Le khâqân est l’autorité suprême de l’Empire khazar[1]. Khâqân ou khagan viendrait du mot tatare « khan » qui signifie prince[2] ou encore de l'hébreu « cohen » qui signifie « prêtre ».

Rôle

Le khâqân en Khazarie ne doit pas être confondu avec le roi khazar qui est son co-souverain.

Selon Masʿûdî[3] son rôle officiel est de rester cloitré dans son palais duquel il ne sort que très rarement, une fois tous les quatre mois d’après Ibn Fadlân[4]. Chez les Khazars, cette autorité suprême ne gouverne pas et ne prend pas part aux affaires de l’Etat. Mais cette puissance bridée est nécessaire car sans elle l’autorité du co-souverain, celui qui gouverne et gère les affaires de l’empire, serait nulle. Masʿûdî rajoute que si la fortune se retourne contre le pays, comme la famine ou encore la perte d’une guerre, le peuple se tourne vers le co-souverain pour lui exprimer ses doutes concernant le khâqân. Ces revendications contre l’autorité suprême peuvent mener à son assassinat par la population ou le co-souverain, qui autorise ou non de mettre à mort le khâqân.
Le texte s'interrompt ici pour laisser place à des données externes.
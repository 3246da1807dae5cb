//! Student-facing rendering of a transformed structure.

use std::collections::BTreeMap;

use serde::{Serialize, Serializer};
use serde_json::Value;

use coursegraph_shared::{BlockKey, CourseGraphError, Result};
use coursegraph_structure::{BlockStructure, FieldScope, MatchRule};

/// A transformer field to include on each rendered block.
#[derive(Debug, Clone, Copy)]
pub struct RequestedField<'a> {
    pub scope: FieldScope<'a>,
    pub field: &'a str,
}

/// One block in the rendered response.
#[derive(Debug, Clone, PartialEq, Serialize)]
pub struct RenderedBlock {
    pub id: BlockKey,
    #[serde(rename = "type")]
    pub block_type: String,
    #[serde(skip_serializing_if = "Option::is_none")]
    pub display_name: Option<String>,
    #[serde(skip_serializing_if = "Vec::is_empty")]
    pub children: Vec<BlockKey>,
    #[serde(flatten)]
    pub fields: BTreeMap<String, Value>,
}

/// Course blocks response: blocks keyed by id, in topological order.
#[derive(Debug, Clone, PartialEq)]
pub struct RenderedCourse {
    pub root: Option<BlockKey>,
    pub blocks: Vec<RenderedBlock>,
}

impl Serialize for RenderedCourse {
    fn serialize<S: Serializer>(&self, serializer: S) -> std::result::Result<S::Ok, S::Error> {
        use serde::ser::SerializeStruct;

        struct Blocks<'a>(&'a [RenderedBlock]);
        impl Serialize for Blocks<'_> {
            fn serialize<S: Serializer>(&self, s: S) -> std::result::Result<S::Ok, S::Error> {
                s.collect_map(self.0.iter().map(|b| (&b.id, b)))
            }
        }

        let mut state = serializer.serialize_struct("RenderedCourse", 2)?;
        state.serialize_field("root", &self.root)?;
        state.serialize_field("blocks", &Blocks(&self.blocks))?;
        state.end()
    }
}

impl RenderedCourse {
    pub fn get(&self, key: &BlockKey) -> Option<&RenderedBlock> {
        self.blocks.iter().find(|b| &b.id == key)
    }

    pub fn to_json_pretty(&self) -> Result<String> {
        serde_json::to_string_pretty(self)
            .map_err(|e| CourseGraphError::validation(format!("failed to render course: {e}")))
    }
}

/// Render every block reachable from the root.
///
/// Requested fields that are missing or were written by another version
/// are left out of the block rather than failing the render.
pub fn render_course(
    structure: &BlockStructure,
    requested: &[RequestedField<'_>],
) -> RenderedCourse {
    let blocks = structure
        .topological_traversal(&MatchRule::Any, true)
        .into_iter()
        .filter_map(|key| {
            let block = structure.get_block(&key)?;
            let fields = requested
                .iter()
                .filter_map(|r| {
                    structure
                        .get_transformer_block_field(&key, &r.scope, r.field)
                        .ok()
                        .map(|v| (r.field.to_string(), v.clone()))
                })
                .collect();
            Some(RenderedBlock {
                block_type: block.block_type().to_string(),
                display_name: block.display_name.clone(),
                children: structure.children(&key).to_vec(),
                fields,
                id: key,
            })
        })
        .collect();

    RenderedCourse {
        root: structure.root().cloned(),
        blocks,
    }
}

#[cfg(test)]
mod tests {
    use super::*;
    use coursegraph_shared::Block;
    use serde_json::json;

    fn structure() -> BlockStructure {
        let root = BlockKey::new("course", "c");
        let mut s =
            BlockStructure::with_root(Block::container(root.clone(), Some("Course".into())));
        for id in ["b", "a"] {
            let key = BlockKey::new("video", id);
            s.add_block(Block::container(key.clone(), None)).unwrap();
            s.add_relation(&root, &key).unwrap();
        }
        s
    }

    #[test]
    fn renders_in_topological_order() {
        let s = structure();
        let rendered = render_course(&s, &[]);
        let json = rendered.to_json_pretty().unwrap();

        let pos = |needle: &str| json.find(needle).unwrap();
        assert!(pos("\"course@c\": {") < pos("\"video@b\": {"));
        assert!(pos("\"video@b\": {") < pos("\"video@a\": {"));

        let course = rendered.get(&BlockKey::new("course", "c")).unwrap();
        assert_eq!(course.children.len(), 2);
        assert_eq!(course.display_name.as_deref(), Some("Course"));
    }

    #[test]
    fn includes_only_current_fields() {
        let mut s = structure();
        let current = FieldScope::new("video_url", 1, 1);
        let old = FieldScope::new("video_url", 0, 0);
        let field = "student_view_data";
        s.set_transformer_block_field(&BlockKey::new("video", "a"), &current, field, json!({"ok": true}))
            .unwrap();
        s.set_transformer_block_field(&BlockKey::new("video", "b"), &old, field, json!({"ok": false}))
            .unwrap();

        let requested = [RequestedField {
            scope: current,
            field: "student_view_data",
        }];
        let rendered = render_course(&s, &requested);
        let value: Value = serde_json::from_str(&rendered.to_json_pretty().unwrap()).unwrap();

        assert_eq!(value["root"], "course@c");
        assert_eq!(value["blocks"]["video@a"]["student_view_data"]["ok"], true);
        assert_eq!(value["blocks"]["video@a"]["type"], "video");
        assert!(value["blocks"]["video@b"].get("student_view_data").is_none());
    }
}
Le khâqân ne possède donc pas un rôle politique mais plutôt un rôle sacré « en rapport avec la bonne fortune de son peuple »[5].

Religion

La conversion au judaïsme serait, selon les sources hébraïques[6], le fait d'un rêve et des visitations du roi Bulan (aux environs des années 122/740). Le premier khâqân à la tête de l'empire judaïsé aurait donc été Savirel[7]. Les sources islamiques placent la conversion au cours du règne du calife Hâroun ar-Rachîd (r.786-809)[8]. Cet écart de plus de quarante ans fait de la datation de la conversion un sujet encore controversé. On sait néanmoins que la conversion est bien une décision du khâqân et que l’adoption du judaïsme par la population ne se fait que progressivement et partiellement.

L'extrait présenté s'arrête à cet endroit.